PROBLEM DESCRIPTION | Nothing but the records beneath, reproduced exactly, should appear in the answer.

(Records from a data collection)
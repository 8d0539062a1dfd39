//! Run output specs
//!
//! Verify the timeline, verdict and logging of a completed run.

use crate::prelude::*;

#[test]
fn default_run_ends_at_fifteen() {
    let temp = Project::empty();

    temp.rwgate()
        .args(IMMEDIATE)
        .passes()
        .stdout_has("TASK")
        .stdout_has("writer2")
        .stdout_has("reader4")
        .stdout_has("final value: 15 (initial 0, 3 writes of 5)")
        .stdout_has("verified: ok");
}

#[test]
fn json_output_carries_verdict() {
    let temp = Project::empty();

    let json = temp
        .rwgate()
        .args(IMMEDIATE)
        .args(&["--format", "json"])
        .passes()
        .stdout_json();

    assert_eq!(json["final_value"], 15);
    assert_eq!(json["verified"], true);
    assert_eq!(json["windows"].as_array().unwrap().len(), 8);
    assert!(json["violations"].as_array().unwrap().is_empty());
}

#[test]
fn negative_delta_counts_down() {
    let temp = Project::empty();

    temp.rwgate()
        .args(IMMEDIATE)
        .args(&["--writers", "4", "--delta", "-2", "--initial", "10"])
        .passes()
        .stdout_has("final value: 2 (initial 10, 4 writes of -2)");
}

#[test]
fn readers_only_run_never_changes_value() {
    let temp = Project::empty();

    temp.rwgate()
        .args(IMMEDIATE)
        .args(&["--writers", "0", "--readers", "3"])
        .passes()
        .stdout_has("final value: 0")
        .stdout_lacks("writer0");
}

#[test]
fn verbose_logs_protocol_steps() {
    let temp = Project::empty();

    temp.rwgate()
        .args(IMMEDIATE)
        .args(&["--verbose", "--readers", "1", "--writers", "0"])
        .passes()
        .stderr_has("wants to read")
        .stderr_has("first reader, taking data gate")
        .stderr_has("last reader, releasing data gate");
}

#[test]
fn quiet_logs_only_values() {
    let temp = Project::empty();

    let run = temp
        .rwgate()
        .args(IMMEDIATE)
        .passes()
        .stderr_has("writers are done")
        .stderr_has("readers are done");

    assert!(!run.stderr().contains("wants to read"));
}

#[test]
fn rust_log_overrides_verbosity() {
    let temp = Project::empty();

    let run = temp
        .rwgate()
        .env("RUST_LOG", "warn")
        .args(IMMEDIATE)
        .args(&["--verbose"])
        .passes();

    assert!(!run.stderr().contains("starting run"));
}

#[test]
fn log_file_receives_logs() {
    let temp = Project::empty();

    let run = temp
        .rwgate()
        .args(IMMEDIATE)
        .args(&["--log-file", "logs/run.log"])
        .passes();

    let logs = std::fs::read_to_string(temp.path().join("logs/run.log")).unwrap();
    assert!(logs.contains("run finished"));
    assert!(!run.stderr().contains("run finished"));
}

OUTPUT |
repository 8d0539062a1dfd39
//! Run output specs
//!
//! Verify the timeline, verdict and logging of a completed run.

use crate::prelude::*;

#[test]
fn default_run_ends_at_fifteen() {
    let temp = Project::empty();

    temp.rwgate()
        .args(IMMEDIATE)
        .passes()
        .stdout_has("TASK")
        .stdout_has("writer2")
        .stdout_has("reader4")
        .stdout_has("final value: 15 (initial 0, 3 writes of 5)")
        .stdout_has("verified: ok");
}

#[test]
fn json_output_carries_verdict() {
    let temp = Project::empty();

    let json = temp
        .rwgate()
        .args(IMMEDIATE)
        .args(&["--format", "json"])
        .passes()
        .stdout_json();

    assert_eq!(json["final_value"], 15);
    assert_eq!(json["verified"], true);
    assert_eq!(json["windows"].as_array().unwrap().len(), 8);
    assert!(json["violations"].as_array().unwrap().is_empty());
}

#[test]
fn negative_delta_counts_down() {
    let temp = Project::empty();

    temp.rwgate()
        .args(IMMEDIATE)
        .args(&["--writers", "4", "--delta", "-2", "--initial", "10"])
        .passes()
        .stdout_has("final value: 2 (initial 10, 4 writes of -2)");
}

#[test]
fn readers_only_run_never_changes_value() {
    let temp = Project::empty();

    temp.rwgate()
        .args(IMMEDIATE)
        .args(&["--writers", "0", "--readers", "3"])
        .passes()
        .stdout_has("final value: 0")
        .stdout_lacks("writer0");
}

#[test]
fn verbose_logs_protocol_steps() {
    let temp = Project::empty();

    temp.rwgate()
        .args(IMMEDIATE)
        .args(&["--verbose", "--readers", "1", "--writers", "0"])
        .passes()
        .stderr_has("wants to read")
        .stderr_has("first reader, taking data gate")
        .stderr_has("last reader, releasing data gate");
}

#[test]
fn quiet_logs_only_values() {
    let temp = Project::empty();

    let run = temp
        .rwgate()
        .args(IMMEDIATE)
        .passes()
        .stderr_has("writers are done")
        .stderr_has("readers are done");

    assert!(!run.stderr().contains("wants to read"));
}

#[test]
fn rust_log_overrides_verbosity() {
    let temp = Project::empty();

    let run = temp
        .rwgate()
        .env("RUST_LOG", "warn")
        .args(IMMEDIATE)
        .args(&["--verbose"])
        .passes();

    assert!(!run.stderr().contains("starting run"));
}

#[test]
fn log_file_receives_logs() {
    let temp = Project::empty();

    let run = temp
        .rwgate()
        .args(IMMEDIATE)
        .args(&["--log-file", "logs/run.log"])
        .passes();

    let logs = std::fs::read_to_string(temp.path().join("logs/run.log")).unwrap();
    assert!(logs.contains("run finished"));
    assert!(!run.stderr().contains("run finished"));
}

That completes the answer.